The BJP has been in a mess since it lost the 2004 general election and it lacks policies and effective leadership. But no-one thought it had sunk to the level of walking out of parliament during an annual budget speech. Yet that is what it did today, along with other opposition parties, after noisily trying to drown out the finance minister’s words when he had announced hikes in diesel and petrol excise duties.   

The Congress Party frequently stalled parliament when it was in opposition, lowering the standards as much as the BJP has done in the past. But the opposition went further today, with what was the first ever budget speech walk-out – even though the BJP raised fuel prices many times during its 1998-2004 period in power.   

The parties hope of course that the walk-out will increase the political pressure on the government, which is being widely criticised for recent hikes in food prices that it should have avoided – but this surely was not the way to do it.  

Later in the day, the government announced consequential fuel price increases of 6-7.75% that will fuel inflation and are likely to lead to widespread political protests.

Mukherjee’s budget was otherwise uninspiring. Last July, when he presented his first budget after the May general election, I wrote that he had no apparent reform agenda , and little has changed.   

He announced substantial income tax concessions that benefit lower income earners, and projected recovery of economic growth from the current 7.2% to 9% or more, targeting reductions in the fiscal deficit from the current  6.9% of gdp  to 5.5% in the coming year and around 4% after that.   

But it seemed as if the introduction to his speech had been drafted in a different office from the rest. There have been many calls for Mukherjee to branch out with some sense of vision and reforms, and he began as if he was going to do so.   

He set out his challenges of reverting to high gdp growth, and harnessing that to make “development more inclusive” with rural development and improved education and health facilities. There was a need to tackle “weaknesses in government systems” and the “bottleneck of our public delivery mechanisms” (presumably a reference to corruption and bureaucratic lethargy that blocks development).   

He then wisely said that the Budget “cannot be a mere statement of Government accounts”, but had “to reflect the Government’s vision and signal the policies to come in future”. It also had to be an enabler of “individual enterprise and creativity”, and a supporter of  “disadvantaged sections of the society”. That, he proudly said, was the “broad conceptualisation of the Budget that informs my speech today”.   

It sounded as if he was indeed about to deliver a great speech. But, almost with relief it seemed, Mukherjee’s tone of voice then changed and, for the next 90 minutes or so, he presented the sort of mechanical budget that he used to produce when he was first finance minister in the early 1980s – a style I remember and which television commentators also noted today.   

He announced the tax changes, the unpopular excise duty hikes, and expected boosts for defence and infrastructure spending and farm credit waivers,. But there was little new in terms of financial and structural reforms, apart from welcome plans to licence more banks. Other initiatives such as selling minority stakes in public sector businesses and loosening foreign direct investment rules were far from new. 
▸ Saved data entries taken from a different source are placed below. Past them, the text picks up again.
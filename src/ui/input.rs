/// Keyboard state tracker.
///
/// The simulation reads input level-triggered: every tick it needs to know
/// which keys are down right now. Terminals only send Press/Repeat (and
/// Release, with keyboard enhancement), so this tracks a held set:
///   - Release events remove a key when the terminal reports them
///   - Otherwise a key expires `HOLD_TIMEOUT` after its last Press/Repeat
///
/// Meta keys (restart, quit) are edge-triggered via `any_pressed`.

use std::collections::HashMap;
use std::time::{Duration, Instant};

use crossterm::event::{self, poll, Event, KeyCode, KeyEvent, KeyEventKind, KeyModifiers};

use ladders::domain::entity::InputSnapshot;

/// After this duration without a Press/Repeat event, consider the key released.
/// Only used when the terminal doesn't report Release events.
const HOLD_TIMEOUT: Duration = Duration::from_millis(160);

// ── Key bindings ──

pub const KEYS_LEFT: &[KeyCode] = &[KeyCode::Left, KeyCode::Char('a'), KeyCode::Char('A')];
pub const KEYS_RIGHT: &[KeyCode] = &[KeyCode::Right, KeyCode::Char('d'), KeyCode::Char('D')];
pub const KEYS_UP: &[KeyCode] = &[KeyCode::Up];
pub const KEYS_DOWN: &[KeyCode] = &[KeyCode::Down, KeyCode::Char('s'), KeyCode::Char('S')];
pub const KEYS_JUMP: &[KeyCode] = &[KeyCode::Char('w'), KeyCode::Char('W'), KeyCode::Char(' ')];
pub const KEYS_RESTART: &[KeyCode] = &[KeyCode::Char('r'), KeyCode::Char('R')];
pub const KEYS_QUIT: &[KeyCode] = &[KeyCode::Esc, KeyCode::Char('q'), KeyCode::Char('Q')];

pub struct InputState {
    /// Timestamp of last Press/Repeat event for each key.
    last_active: HashMap<KeyCode, Instant>,

    /// Keys that went from "not held" to "held" during the last drain.
    fresh_presses: Vec<KeyCode>,

    /// Raw key events collected during drain.
    raw_events: Vec<KeyEvent>,

    /// Whether to honor Release events. Only true when keyboard
    /// enhancement is confirmed working.
    pub honor_release: bool,
}

impl InputState {
    pub fn new() -> Self {
        InputState {
            last_active: HashMap::with_capacity(16),
            fresh_presses: Vec::with_capacity(8),
            raw_events: Vec::with_capacity(8),
            honor_release: false,
        }
    }

    /// Drain all pending terminal events and update key states.
    /// Call once per frame, before the simulation tick.
    pub fn drain_events(&mut self) {
        self.fresh_presses.clear();
        self.raw_events.clear();

        while poll(Duration::ZERO).unwrap_or(false) {
            if let Ok(Event::Key(key)) = event::read() {
                self.apply(key, Instant::now());
            }
        }
        self.expire(Instant::now());
    }

    fn apply(&mut self, key: KeyEvent, now: Instant) {
        self.raw_events.push(key);
        match key.kind {
            KeyEventKind::Release if self.honor_release => {
                self.last_active.remove(&key.code);
            }
            // Without enhancement, releases are unreliable; rely on expiry
            KeyEventKind::Release => {}
            _ => {
                let was_held = self.is_held_at(key.code, now);
                self.last_active.insert(key.code, now);
                if !was_held {
                    self.fresh_presses.push(key.code);
                }
            }
        }
    }

    fn expire(&mut self, now: Instant) {
        self.last_active.retain(|_, t| now.duration_since(*t) < HOLD_TIMEOUT);
    }

    pub fn any_held(&self, codes: &[KeyCode]) -> bool {
        let now = Instant::now();
        codes.iter().any(|c| self.is_held_at(*c, now))
    }

    /// Was any of these keys freshly pressed this frame? (edge trigger)
    pub fn any_pressed(&self, codes: &[KeyCode]) -> bool {
        codes.iter().any(|c| self.fresh_presses.contains(c))
    }

    pub fn ctrl_c_pressed(&self) -> bool {
        self.raw_events.iter().any(|k| {
            k.modifiers.contains(KeyModifiers::CONTROL)
                && (k.code == KeyCode::Char('c') || k.code == KeyCode::Char('C'))
        })
    }

    /// The five movement signals as currently held.
    pub fn snapshot(&self) -> InputSnapshot {
        InputSnapshot {
            left: self.any_held(KEYS_LEFT),
            right: self.any_held(KEYS_RIGHT),
            up: self.any_held(KEYS_UP),
            down: self.any_held(KEYS_DOWN),
            jump: self.any_held(KEYS_JUMP),
        }
    }

    // ── Internal ──

    fn is_held_at(&self, code: KeyCode, now: Instant) -> bool {
        self.last_active
            .get(&code)
            .map(|t| now.duration_since(*t) < HOLD_TIMEOUT)
            .unwrap_or(false)
    }
}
He ended with a catalogue of 1980-style special incentives for selected business areas such as two-star hotels and cold storage plants, which will please many vested interests and cement his reputation, as I said at the beginning, as the party’s most able political tactician and fixer.   

But at the end of it all, the stock market was happy, excited by income tax concessions. Opposition politicians were also happy, back on the streets where they seem to think they belong. They are now threatening to stall proceedings, when parliament reassembles after this weekend’s Holi festival, till the excise duty increases are cancelled.


Responses

  1. A visionary FM, we should not criticize, we have to appreciate him.

  2. This “vision” thing is highly overrated. Frequent grand visions could be construed as hallucinations. And big bangs often result in big flops. The great leap forward often stumbles badly hurting millions.

    Grand visions should be rare — one in twenty thirty year events at best. And they should be followed by long periods of steady and persistent effort to translate the grand vision into reality.

    About two decades ago the India polity and political parties underwent a major visionary shift — recognition and acceptance of the superior power of markets and market competition in spurring economic growth and increasing personal incomes.

    Happily, since then there has been a systematic and sustained policy effort to realize this vision. The cumulative benefits of continuous deregulation, more independent monetary policy and increased acceptance of fiscal discipline, have been substantial and the political system has adjusted and adapt in a relatively stable manner. Income inequalities have been kept in check — they are nowhere near levels that could tear the social and national fabric.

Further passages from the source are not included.